Regional priming in Australian English KIT, DRESS and TRAP vowels
thesisposted on 28.03.2022, 13:15 by Michael Stuart Walker
The presence of culturally significant objects has been shown to induce perceptual biases in speech that are consistent with features of the implied dialect. This thesis details a pseudo-replication of Hay and Drager’s (2010) stuffed toy study in an Australian context. 43 participants heard phrases of spoken Australian English (AusE) with a phrase-final word containing either a KIT, DRESS or TRAP target vowel. Each phrase was followed by audio presentation of a continuum consisting of six synthesised variants of the speaker’s target vowel, from New Zealand English (NZE)-like to exaggerated AusE. Participants selected the synthesised variant they believed best matched the speaker’s realisation of the target vowel.
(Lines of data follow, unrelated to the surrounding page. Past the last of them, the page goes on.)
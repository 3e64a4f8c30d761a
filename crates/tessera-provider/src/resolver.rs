use std::sync::Arc;
use std::time::Duration;

use tessera_config::ProviderDef;
use tracing::{info, warn};

use crate::error::{ProbeFailure, ProviderError, ResolveError};
use crate::openai::OpenAiCompatible;
use crate::service::{CompletionRequest, GenerationService};

/// The backend selected for a run.
///
/// Written once by [`ProviderResolver::resolve`] and shared read-only by
/// every task of the run.
#[derive(Clone)]
pub struct ProviderHandle {
  service: Arc<dyn GenerationService>,
}

impl ProviderHandle {
  pub fn new(service: Arc<dyn GenerationService>) -> Self {
    Self { service }
  }

  pub fn name(&self) -> &str {
    self.service.name()
  }

  pub async fn complete(&self, request: &CompletionRequest) -> Result<String, ProviderError> {
    self.service.complete(request).await
  }
}

impl std::fmt::Debug for ProviderHandle {
  fn fmt(&self, f: &mut std::fmt::Formatter<'_>) -> std::fmt::Result {
    f.debug_struct("ProviderHandle")
      .field("name", &self.name())
      .finish()
  }
}

enum Candidate {
  Ready(Arc<dyn GenerationService>),
  /// A candidate whose client could not even be built.
  Broken { name: String, error: ProviderError },
}

/// Candidate backends in priority order.
#[derive(Default)]
pub struct ProviderResolver {
  candidates: Vec<Candidate>,
  probe_timeout: Option<Duration>,
}

impl ProviderResolver {
  pub fn new() -> Self {
    Self::default()
  }

  /// Candidates from configuration, keeping their declared order.
  pub fn from_defs(defs: &[ProviderDef]) -> Self {
    let candidates = defs
      .iter()
      .map(|def| match OpenAiCompatible::from_def(def) {
        Ok(client) => Candidate::Ready(Arc::new(client)),
        Err(error) => Candidate::Broken {
          name: def.name.clone(),
          error,
        },
      })
      .collect();
    Self {
      candidates,
      probe_timeout: None,
    }
  }

  /// Append a lower-priority candidate.
  pub fn with_candidate(mut self, service: Arc<dyn GenerationService>) -> Self {
    self.candidates.push(Candidate::Ready(service));
    self
  }

  /// Give up on a probe after `timeout`.
  pub fn with_probe_timeout(mut self, timeout: Duration) -> Self {
    self.probe_timeout = Some(timeout);
    self
  }

  pub fn len(&self) -> usize {
    self.candidates.len()
  }

  pub fn is_empty(&self) -> bool {
    self.candidates.is_empty()
  }

  /// Probe candidates in order and select the first that answers.
  pub async fn resolve(&self) -> Result<ProviderHandle, ResolveError> {
    let probe = CompletionRequest::probe();
    let mut failures = Vec::new();

    for candidate in &self.candidates {
      let service = match candidate {
        Candidate::Ready(service) => service,
        Candidate::Broken { name, error } => {
          warn!(provider = %name, error = %error, "provider_probe_failed");
          failures.push(ProbeFailure {
            provider: name.clone(),
            error: error.clone(),
          });
          continue;
        }
      };

      let outcome = match self.probe_timeout {
        Some(limit) => tokio::time::timeout(limit, service.complete(&probe))
          .await
          .unwrap_or_else(|_| {
            Err(ProviderError::Transport(format!(
              "probe timed out after {}ms",
              limit.as_millis()
            )))
          }),
        None => service.complete(&probe).await,
      };

      match outcome {
        Ok(_) => {
          info!(provider = %service.name(), "provider_selected");
          return Ok(ProviderHandle::new(service.clone()));
        }
        Err(error) => {
          warn!(provider = %service.name(), error = %error, "provider_probe_failed");
          failures.push(ProbeFailure {
            provider: service.name().to_string(),
            error,
          });
        }
      }
    }

    Err(ResolveError::NoUsableBackend { failures })
  }
}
Participants were exposed to either one of two priming conditions, established by stuffed toy kiwis (New Zealand) and stuffed toy koalas (Australia), or a control. The priming effect observed in Hay and Drager (2010) was not found. Token selections did not differ significantly between the two priming conditions, even for participants who had indicated frequent exposure to NZE. It is suggested that the influence of regional priming on speech perception may be more limited than previously thought, however findings also raise questions inherent to the task design itself.